Chicken & Quinoa Stir Fry

Submitted by: Daniel Botoff

A fragrant, delicious take on your standard stir fry. Combines the nutty flavor or quinoa with the sweet taste of coconut in this delicious and easy to make dish!

Takes about 20 minutes. Feeds 4

 

Ingredients:

2 Tsp. minced ginger
1 head baby bok choy
2 cups chopped brocollini
1 medium sized yellow onion
1 cup baby yellow carrots
1 cup prepared quinoa
3 small boneless chicken breasts
1 Tbs olive oil
2 Tbs coconut oil
1 Tbs coconut aminos (can substitute coconut milk or soy sauce)
thai basil
salt
pepper

Directions:

Place 1 Tbs olive oil into large skillet on medium heat. While heating, cut boneless chicken into small pieces. Season as desired and cook for about 10 minutes or until done. Place aside and keep warm.

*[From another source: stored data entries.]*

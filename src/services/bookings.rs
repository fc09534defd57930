use validator::Validate;

use crate::domain::booking::{Booking, BookingActions, BookingStatus};
use crate::dto::bookings::BookingPageData;
use crate::forms::booking::{ConfirmBookingForm, DeclineBookingForm};
use crate::models::auth::AuthenticatedUser;
use crate::repository::{BookingReader, BookingWriter};
use crate::services::{ServiceError, ServiceResult};

/// Loads all booking requests for the list page.
pub async fn list_bookings<R>(repo: &R, user: &AuthenticatedUser) -> ServiceResult<Vec<Booking>>
where
    R: BookingReader + ?Sized,
{
    repo.list_bookings(&user.token)
        .await
        .map_err(ServiceError::from)
}

/// Loads a booking and derives the action controls for its current state.
pub async fn load_booking_page<R>(
    repo: &R,
    user: &AuthenticatedUser,
    booking_id: i32,
) -> ServiceResult<BookingPageData>
where
    R: BookingReader + ?Sized,
{
    let booking = require_booking(repo, user, booking_id).await?;
    let actions = BookingActions::for_booking(&booking);
    Ok(BookingPageData { booking, actions })
}

/// Confirms the proposed meetup. Mirrors the disabled confirm button: a
/// booking without a proposed time or outside `pending` is refused before
/// any remote call.
pub async fn confirm_booking<R>(
    repo: &R,
    user: &AuthenticatedUser,
    booking_id: i32,
    form: &ConfirmBookingForm,
) -> ServiceResult<()>
where
    R: BookingReader + BookingWriter + ?Sized,
{
    let booking = require_booking(repo, user, booking_id).await?;
    ensure_awaiting_confirmation(&booking)?;

    repo.confirm_booking(booking_id, form.notes(), &user.token)
        .await
        .map_err(|err| {
            log::error!("Failed to confirm booking {booking_id}: {err}");
            ServiceError::from(err)
        })
}

/// Declines the proposed meetup with a reason shown to the customer,
/// moving the booking to `reschedule_requested` on the remote side.
pub async fn decline_booking<R>(
    repo: &R,
    user: &AuthenticatedUser,
    booking_id: i32,
    form: &DeclineBookingForm,
) -> ServiceResult<()>
where
    R: BookingReader + BookingWriter + ?Sized,
{
    if form.validate().is_err() {
        return Err(ServiceError::Form(
            "A reason for declining is required.".to_string(),
        ));
    }

    let booking = require_booking(repo, user, booking_id).await?;
    ensure_awaiting_confirmation(&booking)?;

    repo.decline_booking(booking_id, form.reason.trim(), &user.token)
        .await
        .map_err(|err| {
            log::error!("Failed to decline booking {booking_id}: {err}");
            ServiceError::from(err)
        })
}

/// Cancels the booking entirely. Terminal state; only pending or confirmed
/// bookings can be cancelled.
pub async fn cancel_booking<R>(
    repo: &R,
    user: &AuthenticatedUser,
    booking_id: i32,
) -> ServiceResult<()>
where
    R: BookingReader + BookingWriter + ?Sized,
{
    let booking = require_booking(repo, user, booking_id).await?;
    if !BookingActions::for_booking(&booking).can_cancel {
        return Err(ServiceError::Form(
            "This booking can no longer be cancelled.".to_string(),
        ));
    }

    repo.set_booking_status(booking_id, BookingStatus::Cancelled, &user.token)
        .await
        .map_err(|err| {
            log::error!("Failed to cancel booking {booking_id}: {err}");
            ServiceError::from(err)
        })
}

pub(crate) async fn require_booking<R>(
    repo: &R,
    user: &AuthenticatedUser,
    booking_id: i32,
) -> ServiceResult<Booking>
where
    R: BookingReader + ?Sized,
{
    repo.get_booking_by_id(booking_id, &user.token)
        .await?
        .ok_or(ServiceError::NotFound)
}

fn ensure_awaiting_confirmation(booking: &Booking) -> ServiceResult<()> {
    if booking.proposed_datetime.is_none() {
        return Err(ServiceError::Form(
            "Customer has not proposed a time yet.".to_string(),
        ));
    }
    if booking.status != BookingStatus::Pending {
        return Err(ServiceError::Form(
            "Only pending bookings can be confirmed or declined.".to_string(),
        ));
    }
    Ok(())
}

#[cfg(test)]
mod tests {
    use chrono::{TimeZone, Utc};
    use mockall::predicate::eq;

    use super::*;
    use crate::domain::booking::Customer;
    use crate::domain::vehicle::{Vehicle, VehicleStatus};
    use crate::repository::mock::MockRepository;

    fn staff() -> AuthenticatedUser {
        AuthenticatedUser {
            token: "tok".into(),
            name: "admin".into(),
            email: "admin@mobigo.com".into(),
        }
    }

    fn booking(status: BookingStatus, with_time: bool) -> Booking {
        Booking {
            id: 12,
            user: Customer {
                full_name: "Budi Santoso".into(),
                email: "budi@example.com".into(),
                phone_number: "+62811111111".into(),
            },
            vehicle: Vehicle {
                id: 7,
                make: "Toyota".into(),
                model: "Avanza".into(),
                year: 2022,
                vin: "JTDBT123456789012".into(),
                price: 215_000_000.0,
                description: String::new(),
                status: VehicleStatus::Booked,
                images: vec![],
            },
            status,
            proposed_datetime: with_time
                .then(|| Utc.with_ymd_and_hms(2024, 6, 2, 10, 30, 0).unwrap()),
            decline_reason: None,
            agreement: None,
            created_at: Utc.with_ymd_and_hms(2024, 5, 28, 8, 0, 0).unwrap(),
        }
    }

    #[actix_web::test]
    async fn confirm_without_proposed_time_is_refused() {
        let mut repo = MockRepository::new();
        repo.expect_get_booking_by_id()
            .with(eq(12), eq("tok"))
            .times(1)
            .returning(|_, _| Ok(Some(booking(BookingStatus::Pending, false))));
        repo.expect_confirm_booking().times(0);

        let form = ConfirmBookingForm {
            notes: String::new(),
        };
        let result = confirm_booking(&repo, &staff(), 12, &form).await;
        assert!(
            matches!(result, Err(ServiceError::Form(msg)) if msg.contains("not proposed a time"))
        );
    }

    #[actix_web::test]
    async fn confirm_sends_default_notes_when_blank() {
        let mut repo = MockRepository::new();
        repo.expect_get_booking_by_id()
            .times(1)
            .returning(|_, _| Ok(Some(booking(BookingStatus::Pending, true))));
        repo.expect_confirm_booking()
            .with(eq(12), eq("Confirmed via Admin Panel"), eq("tok"))
            .times(1)
            .returning(|_, _, _| Ok(()));

        let form = ConfirmBookingForm {
            notes: "  ".into(),
        };
        confirm_booking(&repo, &staff(), 12, &form).await.unwrap();
    }

    #[actix_web::test]
    async fn decline_requires_reason_before_any_remote_call() {
        let mut repo = MockRepository::new();
        repo.expect_get_booking_by_id().times(0);
        repo.expect_decline_booking().times(0);

        let form = DeclineBookingForm {
            reason: String::new(),
        };
        let result = decline_booking(&repo, &staff(), 12, &form).await;
        assert!(matches!(result, Err(ServiceError::Form(_))));
    }

    #[actix_web::test]
    async fn decline_on_confirmed_booking_is_refused() {
        let mut repo = MockRepository::new();
        repo.expect_get_booking_by_id()
            .times(1)
            .returning(|_, _| Ok(Some(booking(BookingStatus::Confirmed, true))));
        repo.expect_decline_booking().times(0);

        let form = DeclineBookingForm {
            reason: "Showroom closed".into(),
        };
        let result = decline_booking(&repo, &staff(), 12, &form).await;
        assert!(matches!(result, Err(ServiceError::Form(_))));
    }

    #[actix_web::test]
    async fn cancel_sets_cancelled_status() {
        let mut repo = MockRepository::new();
        repo.expect_get_booking_by_id()
            .times(1)
            .returning(|_, _| Ok(Some(booking(BookingStatus::Confirmed, true))));
        repo.expect_set_booking_status()
            .with(eq(12), eq(BookingStatus::Cancelled), eq("tok"))
            .times(1)
            .returning(|_, _, _| Ok(()));

        cancel_booking(&repo, &staff(), 12).await.unwrap();
    }

    #[actix_web::test]
    async fn cancel_of_cancelled_booking_is_refused() {
        let mut repo = MockRepository::new();
        repo.expect_get_booking_by_id()
            .times(1)
            .returning(|_, _| Ok(Some(booking(BookingStatus::Cancelled, true))));
        repo.expect_set_booking_status().times(0);

        let result = cancel_booking(&repo, &staff(), 12).await;
        assert!(matches!(result, Err(ServiceError::Form(_))));
    }

    #[actix_web::test]
    async fn missing_booking_maps_to_not_found() {
        let mut repo = MockRepository::new();
        repo.expect_get_booking_by_id()
            .times(1)
            .returning(|_, _| Ok(None));

        let result = load_booking_page(&repo, &staff(), 99).await;
        assert!(matches!(result, Err(ServiceError::NotFound)));
    }
}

Melt 2 Tbs. coconut oil in pan and add bok choy, carrot, onion, and brocollini. While vegetables cook, bring water to boil and cook quinoa.

Stir fry for about 5 minutes on medium heat until onions and carrots soften a bit, then add back the chicken and minced ginger. Season with salt, pepper, thai basil and coconut aminos.

Stir fry on medium heat for another 5 minutes, then add cooked quinoa. Mix together, adjust seasoning and serve!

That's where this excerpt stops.